Perspective – How Small You Really Are

As I’m sure most of you know by now – I’m a space / astro biology / cosmology / physics buff.

Sometimes “looking at the big picture” is difficult for some, as we tend to get tied up with the “little things” in our daily lives, and particularly with trading. Every little squiggle holding such significance for some, but when put in perspective – really nothing more than a “small vibration” in the bigger picture.

Perhaps the following video will give you some perspective, where perspective is truly what’s needed.

5 Responses

  1. Dress March 12, 2015 / 3:13 am

    Kong, now even a penis enlargement won’t boost my confidence! 😉

  2. madness March 16, 2015 / 9:14 am

    Hi Kong,

    New week, same old BuyTheDip with zero fear.

    Don’t know if you keep an eye on European Equity markets? Wow absolutely no pull back since last week and no indication of wanting to slowdown. If I am not mistaken, October 2014 lows for Dax was 8350? Today it is 12140 (as at time of writing), a rise of over 45% in 5 months! Madness!! This is Draghi’s Bazooka, he has always delivered in terms of getting the markets to do exactly what he so wished for even if the long term implications are atrocious for the real economy. You have to admire the man, he is doing his job well.

    For a week in which the FED is expected to remove word, “patient”, US equities have started out like FED is about to start a new round of QE. Absolutely zero fear again.

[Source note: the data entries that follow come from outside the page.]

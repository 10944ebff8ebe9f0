//! Pipeline failure taxonomy.
//!
//! # Design Decisions
//! - Every variant except `TransportWrite` is rendered into a protocol response
//! - `ErrorKind` is the stable, serializable classification output builders use
//! - Status codes are on the HTTP scale; non-HTTP protocols map from there

use std::any::Any;
use std::collections::BTreeMap;
use std::fmt;

use serde::{Deserialize, Serialize};

/// Field name → message.
pub type FieldErrors = BTreeMap<String, String>;

/// A failure attached to an execution context.
#[derive(Debug, Clone, PartialEq, thiserror::Error)]
pub enum PipelineError {
    /// The transport payload could not be decoded.
    #[error("malformed input: {0}")]
    MalformedInput(String),

    /// No intent could be resolved, or no handler is registered for it.
    #[error("unresolved intent: {0}")]
    UnresolvedIntent(String),

    /// Field-level validation failure.
    #[error("validation failed: {}", format_fields(.0))]
    Validation(FieldErrors),

    /// A sentinel or access policy rejected the request.
    #[error("access denied: {0}")]
    AccessDenied(String),

    /// The handler failed or panicked.
    #[error("handler failed: {0}")]
    HandlerExecution(String),

    /// A stage refused work because it is shutting down.
    #[error("unavailable: {0}")]
    Unavailable(String),

    /// The handler did not finish before the configured deadline.
    #[error("deadline exceeded after {0} ms")]
    DeadlineExceeded(u64),

    /// The output could not be delivered; the connection is closed.
    #[error("transport write failed: {0}")]
    TransportWrite(String),
}

impl PipelineError {
    pub fn kind(&self) -> ErrorKind {
        match self {
            PipelineError::MalformedInput(_) => ErrorKind::MalformedInput,
            PipelineError::UnresolvedIntent(_) => ErrorKind::UnresolvedIntent,
            PipelineError::Validation(_) => ErrorKind::Validation,
            PipelineError::AccessDenied(_) => ErrorKind::AccessDenied,
            PipelineError::HandlerExecution(_) => ErrorKind::HandlerExecution,
            PipelineError::Unavailable(_) => ErrorKind::Unavailable,
            PipelineError::DeadlineExceeded(_) => ErrorKind::DeadlineExceeded,
            PipelineError::TransportWrite(_) => ErrorKind::TransportWrite,
        }
    }

    pub fn status_code(&self) -> u16 {
        self.kind().status_code()
    }

    /// Message safe to show a client. Handler internals are not leaked.
    pub fn public_message(&self) -> String {
        match self {
            PipelineError::HandlerExecution(_) => "Internal handler error".to_string(),
            other => other.to_string(),
        }
    }

    pub fn fields(&self) -> Option<&FieldErrors> {
        match self {
            PipelineError::Validation(fields) => Some(fields),
            _ => None,
        }
    }

    /// Convenience for a single-field validation failure.
    pub fn invalid_field(field: impl Into<String>, message: impl Into<String>) -> Self {
        let mut fields = FieldErrors::new();
        fields.insert(field.into(), message.into());
        PipelineError::Validation(fields)
    }
}

/// Stable classification of a [`PipelineError`].
#[derive(Debug, Clone, Copy, PartialEq, Eq, Hash, Serialize, Deserialize)]
#[serde(rename_all = "snake_case")]
pub enum ErrorKind {
    MalformedInput,
    UnresolvedIntent,
    Validation,
    AccessDenied,
    HandlerExecution,
    Unavailable,
    DeadlineExceeded,
    TransportWrite,
}

impl ErrorKind {
    pub fn status_code(self) -> u16 {
        match self {
            ErrorKind::MalformedInput => 400,
            ErrorKind::AccessDenied => 403,
            ErrorKind::UnresolvedIntent => 404,
            ErrorKind::Validation => 422,
            ErrorKind::HandlerExecution | ErrorKind::TransportWrite => 500,
            ErrorKind::Unavailable => 503,
            ErrorKind::DeadlineExceeded => 504,
        }
    }

    pub fn as_str(self) -> &'static str {
        match self {
            ErrorKind::MalformedInput => "malformed_input",
            ErrorKind::UnresolvedIntent => "unresolved_intent",
            ErrorKind::Validation => "validation",
            ErrorKind::AccessDenied => "access_denied",
            ErrorKind::HandlerExecution => "handler_execution",
            ErrorKind::Unavailable => "unavailable",
            ErrorKind::DeadlineExceeded => "deadline_exceeded",
            ErrorKind::TransportWrite => "transport_write",
        }
    }
}

impl fmt::Display for ErrorKind {
    fn fmt(&self, f: &mut fmt::Formatter<'_>) -> fmt::Result {
        f.write_str(self.as_str())
    }
}

fn format_fields(fields: &FieldErrors) -> String {
    fields
        .iter()
        .map(|(field, message)| format!("{field}: {message}"))
        .collect::<Vec<_>>()
        .join(", ")
}

/// Text of a caught panic payload.
pub(crate) fn panic_message(panic: &(dyn Any + Send)) -> String {
    if let Some(s) = panic.downcast_ref::<&str>() {
        (*s).to_string()
    } else if let Some(s) = panic.downcast_ref::<String>() {
        s.clone()
    } else {
        "panicked".to_string()
    }
}

#[cfg(test)]
mod tests {
    use super::*;

    #[test]
    fn test_status_mapping() {
        assert_eq!(PipelineError::MalformedInput("x".into()).status_code(), 400);
        assert_eq!(PipelineError::UnresolvedIntent("x".into()).status_code(), 404);
        assert_eq!(PipelineError::AccessDenied("x".into()).status_code(), 403);
        assert_eq!(PipelineError::invalid_field("name", "required").status_code(), 422);
        assert_eq!(PipelineError::DeadlineExceeded(10).status_code(), 504);
    }

    #[test]
    fn test_validation_display() {
        let err = PipelineError::invalid_field("email", "must contain @");
        assert_eq!(err.to_string(), "validation failed: email: must contain @");
        assert_eq!(err.fields().map(|f| f.len()), Some(1));
    }

    #[test]
    fn test_handler_message_hidden() {
        let err = PipelineError::HandlerExecution("db password wrong".into());
        assert_eq!(err.public_message(), "Internal handler error");
    }

    #[test]
    fn test_kind_serializes_snake_case() {
        let json = serde_json::to_string(&ErrorKind::AccessDenied).unwrap();
        assert_eq!(json, "\"access_denied\"");
    }
}
//! Shutdown coordination for foyers and their sessions.

use std::sync::atomic::{AtomicBool, Ordering};
use std::sync::Arc;

use tokio::sync::broadcast;

/// Coordinator for graceful shutdown.
///
/// Provides a broadcast channel that all long-running tasks can subscribe to.
/// The triggered flag is sticky, so tasks that start waiting after the
/// signal was sent still observe it.
#[derive(Debug, Clone)]
pub struct Shutdown {
    tx: broadcast::Sender<()>,
    triggered: Arc<AtomicBool>,
}

impl Shutdown {
    pub fn new() -> Self {
        let (tx, _) = broadcast::channel(1);
        Self {
            tx,
            triggered: Arc::new(AtomicBool::new(false)),
        }
    }

    /// Subscribe to the shutdown signal.
    pub fn subscribe(&self) -> broadcast::Receiver<()> {
        self.tx.subscribe()
    }

    /// Trigger the shutdown signal.
    pub fn trigger(&self) {
        self.triggered.store(true, Ordering::SeqCst);
        let _ = self.tx.send(());
    }

    pub fn is_triggered(&self) -> bool {
        self.triggered.load(Ordering::SeqCst)
    }

    /// Resolve once `trigger` has been called, now or earlier.
    pub async fn wait(&self) {
        let mut rx = self.subscribe();
        if self.is_triggered() {
            return;
        }
        let _ = rx.recv().await;
    }

    /// Number of tasks currently subscribed.
    pub fn receiver_count(&self) -> usize {
        self.tx.receiver_count()
    }
}

impl Default for Shutdown {
    fn default() -> Self {
        Self::new()
    }
}

#[cfg(test)]
mod tests {
    use super::*;
    use std::time::Duration;

    #[tokio::test]
    async fn test_wait_after_trigger_returns() {
        let shutdown = Shutdown::new();
        shutdown.trigger();
        tokio::time::timeout(Duration::from_millis(100), shutdown.wait())
            .await
            .unwrap();
    }

    #[tokio::test]
    async fn test_trigger_wakes_waiters() {
        let shutdown = Shutdown::new();
        let waiter = {
            let shutdown = shutdown.clone();
            tokio::spawn(async move { shutdown.wait().await })
        };
        tokio::task::yield_now().await;
        shutdown.trigger();
        tokio::time::timeout(Duration::from_secs(1), waiter)
            .await
            .unwrap()
            .unwrap();
        assert!(shutdown.is_triggered());
    }
}
//! Built-in `system.*` intents.
//!
//! | intent           | REST           | returns                                |
//! |------------------|----------------|----------------------------------------|
//! | `system.welcome` | `GET /`        | name, version, protocols               |
//! | `system.health`  | `GET /system/health`  | status, uptime                  |
//! | `system.intents` | `GET /system/intents` | sorted registered patterns      |
//! | `system.metrics` | `GET /system/metrics` | in-memory collector snapshot    |

use std::sync::Arc;
use std::time::Instant;

use serde_json::{json, Value};

use crate::aggregator::{Aggregator, AggregatorError};
use crate::observability::InMemoryCollector;
use crate::registry::{HandlerError, Invocation};

/// Static facts reported by the system intents.
#[derive(Debug, Clone)]
pub struct SystemInfo {
    pub name: String,
    pub version: String,
    pub started_at: Instant,
    pub collector: Option<Arc<InMemoryCollector>>,
}

impl SystemInfo {
    pub fn new() -> Self {
        Self {
            name: env!("CARGO_PKG_NAME").to_string(),
            version: env!("CARGO_PKG_VERSION").to_string(),
            started_at: Instant::now(),
            collector: None,
        }
    }

    pub fn with_collector(mut self, collector: Arc<InMemoryCollector>) -> Self {
        self.collector = Some(collector);
        self
    }
}

impl Default for SystemInfo {
    fn default() -> Self {
        Self::new()
    }
}

pub fn register_system_handlers(
    aggregator: &mut Aggregator,
    info: SystemInfo,
) -> Result<(), AggregatorError> {
    let catalog = aggregator.catalog();
    let info = Arc::new(info);

    let welcome = {
        let info = Arc::clone(&info);
        let catalog = catalog.clone();
        move |_: &Invocation| -> Result<Value, HandlerError> {
            Ok(json!({
                "message": format!("Welcome to {}", info.name),
                "name": info.name,
                "version": info.version,
                "protocols": catalog.protocols(),
            }))
        }
    };

    let health = {
        let info = Arc::clone(&info);
        move |_: &Invocation| -> Result<Value, HandlerError> {
            Ok(json!({
                "status": "up",
                "uptime_secs": info.started_at.elapsed().as_secs(),
            }))
        }
    };

    let intents = move |_: &Invocation| -> Result<Value, HandlerError> {
        Ok(json!({ "intents": catalog.intents() }))
    };

    let metrics = move |_: &Invocation| -> Result<Value, HandlerError> {
        let collector = info
            .collector
            .as_ref()
            .ok_or_else(|| HandlerError::not_found("metrics collector is not enabled"))?;
        serde_json::to_value(collector.snapshot()).map_err(|e| HandlerError::failed(e.to_string()))
    };

    aggregator.register_handler("system.welcome", welcome)?;
    aggregator.register_handler("system.health", health)?;
    aggregator.register_handler("system.intents", intents)?;
    aggregator.register_handler("system.metrics", metrics)?;
    Ok(())
}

    Forget fundamentals, forget US debt (non event as limit will be upped), forget Greece (Eur falling is absolutely positive for Europe), it’s all buy buy buy. Yes, it will come to an end at some point but who on earth would want to get caught up shorting something like this, when was last time we saw a week of global risk off? Market madness can continue for months. You’ll go broke trying to call the top.

    If the FED does not remove word “patients” this week, bears, get out of the way.

    • madness March 16, 2015 / 9:29 am

      Don’t get me wrong Kong, I am in no way a permabull. I believe the moves of the past month, especially in Europe and Germany, have been short of ridiculous to a point of being extremely unhealthy but in this day and age, price is far more important than fundamentals. Fundamentals last mattered in 2008.

      We now have a world full of cowardly politicians and even more cowardly CB’s who are lying through their teeth and doing anything just to keep their own legacy and political interest alive even though it may mean horrendous economic pain for the masses in the long term.

      FED is now impotent, it can’t raise rates as it will hamper the prospective of economic recovery and send the US$ even higher. It can’t not raise rates as it’s been saying the economy is doing really well and the US is out of the worse. it’s own lies has hampered it.

      • Forex Kong March 16, 2015 / 9:33 am

        Things could certainly go either way this week with SP 500 bouncing off the lower “upward trendline”.

        Could push for a final high, or if we see a breakdown below the 2040 area then lower.

        I’m inclined to think things push higher for a final daily cycle running into mid April.

  3. madness March 16, 2015 / 9:42 am

    I agree.

    Almost all economic figures out the US have missed. This will give credence for no rate rises or a piddly 0.25% at some point with statement, “now wait and see”. I think to really start an equities market sell off, we’d need to see a quarter of major earnings miss, provided people can see through the stock buy backs and other accounting trickery. or perhaps even a major US entity to file for near bankruptcy which may bring to the forefront the reporting shenanigans that has been taking place.

    The economic/financial world is a mess, lots of imbalances, lots of issue issues but as long as the illusion can be continued, we will see risk continuing to rise with complete complacency.